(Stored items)
//! Proportional+integral control loops with anti-windup.
//!
//! Two specializations of the same discrete-time loop:
//!
//! - [`SpeedLoop`] drives a wheel toward a normalized speed setpoint. The
//!   setpoint doubles as the feed-forward term, since under load the
//!   setpoint fraction is approximately the output fraction that holds it.
//! - [`HeadingLoop`] drives the chassis heading toward a setpoint angle,
//!   using the signed shortest-path error.
//!
//! Both clamp their output to ±1.0 and clamp the integral accumulator by
//! back-calculation so the integral contribution can never push a later
//! output past the bound. `calculate` must be called once per tick at a
//! consistent rate while the loop is enabled.

use tracing::warn;

use crate::angles::shortest_path_error;

/// Proportional and integral gains for one control loop.
///
/// A zero `ki` disables the integral term entirely.
#[derive(Debug, Clone, Copy, PartialEq)]
pub struct LoopGains {
    /// Proportional gain.
    pub kp: f64,
    /// Integral gain (0 = disabled).
    pub ki: f64,
}

impl LoopGains {
    pub const fn new(kp: f64, ki: f64) -> Self {
        Self { kp, ki }
    }

    /// True when both gains are zero — the loop can do no work.
    #[inline]
    pub fn is_zero(&self) -> bool {
        self.kp == 0.0 && self.ki == 0.0
    }
}

// ─── Speed loop ─────────────────────────────────────────────────────

/// PI loop for wheel speed with setpoint feed-forward.
///
/// Feedback is the encoder rate normalized by the maximum loaded encoder
/// speed, so both setpoint and measurement live in [-1.0, 1.0].
#[derive(Debug, Clone)]
pub struct SpeedLoop {
    gains: LoopGains,
    setpoint: f64,
    total_error: f64,
    output: f64,
    enabled: bool,
}

impl SpeedLoop {
    /// Feedback beyond this magnitude is treated as sensor noise and
    /// clamped before the error is computed.
    const MAX_FEEDBACK: f64 = 1.5;

    pub fn new(gains: LoopGains) -> Self {
        Self {
            gains,
            setpoint: 0.0,
            total_error: 0.0,
            output: 0.0,
            enabled: false,
        }
    }

    /// Compute one cycle of the loop.
    ///
    /// `normalized_rate` is the encoder rate scaled by the maximum encoder
    /// speed. Returns 0 and leaves all state untouched while disabled; the
    /// result is also readable via [`SpeedLoop::get`].
    pub fn calculate(&mut self, normalized_rate: f64) -> f64 {
        if !self.enabled {
            return 0.0;
        }

        let rate = normalized_rate.clamp(-Self::MAX_FEEDBACK, Self::MAX_FEEDBACK);
        let error = self.setpoint - rate;

        let proportional = (self.gains.kp * error).clamp(-1.0, 1.0);

        // The setpoint itself is the feed-forward term.
        let mut total = (self.setpoint + proportional).clamp(-1.0, 1.0);

        if self.gains.ki != 0.0 {
            if self.setpoint == 0.0 {
                // At rest the integral would only accumulate drift.
                self.total_error = 0.0;
            } else {
                self.total_error += error;

                let integral = self.total_error * self.gains.ki;

                if integral + total > 1.0 {
                    // Back-solve the accumulator that exactly saturates.
                    self.total_error = (1.0 - total) / self.gains.ki;
                    total = 1.0;
                } else if integral + total < -1.0 {
                    self.total_error = (-1.0 - total) / self.gains.ki;
                    total = -1.0;
                } else {
                    total += integral;
                }
            }
        }

        self.output = total;
        self.output
    }

    /// Last computed output. Zero after a disable.
    #[inline]
    pub fn get(&self) -> f64 {
        self.output
    }

    /// Set the target speed fraction.
    ///
    /// Values outside [-1.0, 1.0] are clamped with a warning: a speed
    /// controller cannot be asked for more than full output.
    pub fn set_setpoint(&mut self, setpoint: f64) {
        let clamped = setpoint.clamp(-1.0, 1.0);
        if clamped != setpoint {
            warn!(
                "speed setpoint {setpoint} outside [-1.0, 1.0], overriding to {clamped}"
            );
        }
        self.setpoint = clamped;
    }

    #[inline]
    pub fn setpoint(&self) -> f64 {
        self.setpoint
    }

    pub fn enable(&mut self) {
        self.enabled = true;
    }

    /// Disable the loop and clear the accumulator and output.
    pub fn disable(&mut self) {
        self.enabled = false;
        self.total_error = 0.0;
        self.output = 0.0;
    }

    #[inline]
    pub fn is_enabled(&self) -> bool {
        self.enabled
    }

    #[inline]
    pub fn gains(&self) -> LoopGains {
        self.gains
    }

    pub fn set_gains(&mut self, gains: LoopGains) {
        self.gains = gains;
    }
}

// ─── Heading loop ───────────────────────────────────────────────────

/// PI loop for chassis heading.
///
/// The output is a steering fraction in ±1.0. The error is the signed
/// shortest-path distance from the measured heading to the setpoint, so a
/// setpoint of 10° with a measurement of 350° steers +20°, not −340°.
#[derive(Debug, Clone)]
pub struct HeadingLoop {
    gains: LoopGains,
    setpoint: f64,
    error: f64,
    total_error: f64,
    output: f64,
    enabled: bool,
}

impl HeadingLoop {
    pub fn new(gains: LoopGains) -> Self {
        Self {
            gains,
            setpoint: 0.0,
            error: 0.0,
            total_error: 0.0,
            output: 0.0,
            enabled: false,
        }
    }

    /// Compute one cycle of the loop from the current gyro angle.
    ///
    /// Returns 0 and leaves all state untouched while disabled; the result
    /// is also readable via [`HeadingLoop::get`].
    pub fn calculate(&mut self, current_angle: f64) -> f64 {
        if !self.enabled {
            return 0.0;
        }

        self.error = shortest_path_error(self.setpoint, current_angle);

        let proportional = (self.gains.kp * self.error).clamp(-1.0, 1.0);
        let mut total = proportional;

        if self.gains.ki != 0.0 {
            self.total_error += self.error;

            let mut integral = self.total_error * self.gains.ki;

            // Clamp the accumulator so integral + proportional can just
            // reach the bound but never pass it.
            if integral + proportional > 1.0 {
                self.total_error = (1.0 - proportional) / self.gains.ki;
            }
            if integral + proportional < -1.0 {
                self.total_error = (-1.0 - proportional) / self.gains.ki;
            }

            integral = self.total_error * self.gains.ki;
            total = (proportional + integral).clamp(-1.0, 1.0);
        }

        self.output = total;
        self.output
    }

    /// Last computed steering output. Zero after a disable.
    #[inline]
    pub fn get(&self) -> f64 {
        self.output
    }

    /// Error cached by the last [`HeadingLoop::calculate`] call.
    #[inline]
    pub fn error(&self) -> f64 {
        self.error
    }

    /// Shortest-path error for an arbitrary angle, without touching loop
    /// state. Returns 0 while the loop is disabled.
    pub fn error_from(&self, current_angle: f64) -> f64 {
        if !self.enabled {
            return 0.0;
        }
        shortest_path_error(self.setpoint, current_angle)
    }

    /// Set the target heading in degrees. Any angle is accepted; error
    /// computation normalizes.
    pub fn set_setpoint(&mut self, heading: f64) {
        self.setpoint = heading;
    }

    #[inline]
    pub fn setpoint(&self) -> f64 {
        self.setpoint
    }

    pub fn enable(&mut self) {
        self.enabled = true;
    }

    /// Disable the loop and clear all state.
    pub fn disable(&mut self) {
        self.enabled = false;
        self.reset();
    }

    /// Clear the accumulator and output. The cached error is only cleared
    /// while disabled — an enabled loop keeps it for coarse/fine steering
    /// decisions made between calculate calls.
    pub fn reset(&mut self) {
        if !self.enabled {
            self.error = 0.0;
        }
        self.total_error = 0.0;
        self.output = 0.0;
    }

    #[inline]
    pub fn is_enabled(&self) -> bool {
        self.enabled
    }

    #[inline]
    pub fn gains(&self) -> LoopGains {
        self.gains
    }

    pub fn set_gains(&mut self, gains: LoopGains) {
        self.gains = gains;
    }
}

// ─── Tests ──────────────────────────────────────────────────────────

◆ **Task directions**
Going from the line that contains "self.total_error = (-1.0 - proportional)" to the last line of the records, reproduce every line as written.

◆ **Result of the exercise**
                self.total_error = (-1.0 - proportional) / self.gains.ki;
            }

            integral = self.total_error * self.gains.ki;
            total = (proportional + integral).clamp(-1.0, 1.0);
        }

        self.output = total;
        self.output
    }

    /// Last computed steering output. Zero after a disable.
    #[inline]
    pub fn get(&self) -> f64 {
        self.output
    }

    /// Error cached by the last [`HeadingLoop::calculate`] call.
    #[inline]
    pub fn error(&self) -> f64 {
        self.error
    }

    /// Shortest-path error for an arbitrary angle, without touching loop
    /// state. Returns 0 while the loop is disabled.
    pub fn error_from(&self, current_angle: f64) -> f64 {
        if !self.enabled {
            return 0.0;
        }
        shortest_path_error(self.setpoint, current_angle)
    }

    /// Set the target heading in degrees. Any angle is accepted; error
    /// computation normalizes.
    pub fn set_setpoint(&mut self, heading: f64) {
        self.setpoint = heading;
    }

    #[inline]
    pub fn setpoint(&self) -> f64 {
        self.setpoint
    }

    pub fn enable(&mut self) {
        self.enabled = true;
    }

    /// Disable the loop and clear all state.
    pub fn disable(&mut self) {
        self.enabled = false;
        self.reset();
    }

    /// Clear the accumulator and output. The cached error is only cleared
    /// while disabled — an enabled loop keeps it for coarse/fine steering
    /// decisions made between calculate calls.
    pub fn reset(&mut self) {
        if !self.enabled {
            self.error = 0.0;
        }
        self.total_error = 0.0;
        self.output = 0.0;
    }

    #[inline]
    pub fn is_enabled(&self) -> bool {
        self.enabled
    }

    #[inline]
    pub fn gains(&self) -> LoopGains {
        self.gains
    }

    pub fn set_gains(&mut self, gains: LoopGains) {
        self.gains = gains;
    }
}

// ─── Tests ──────────────────────────────────────────────────────────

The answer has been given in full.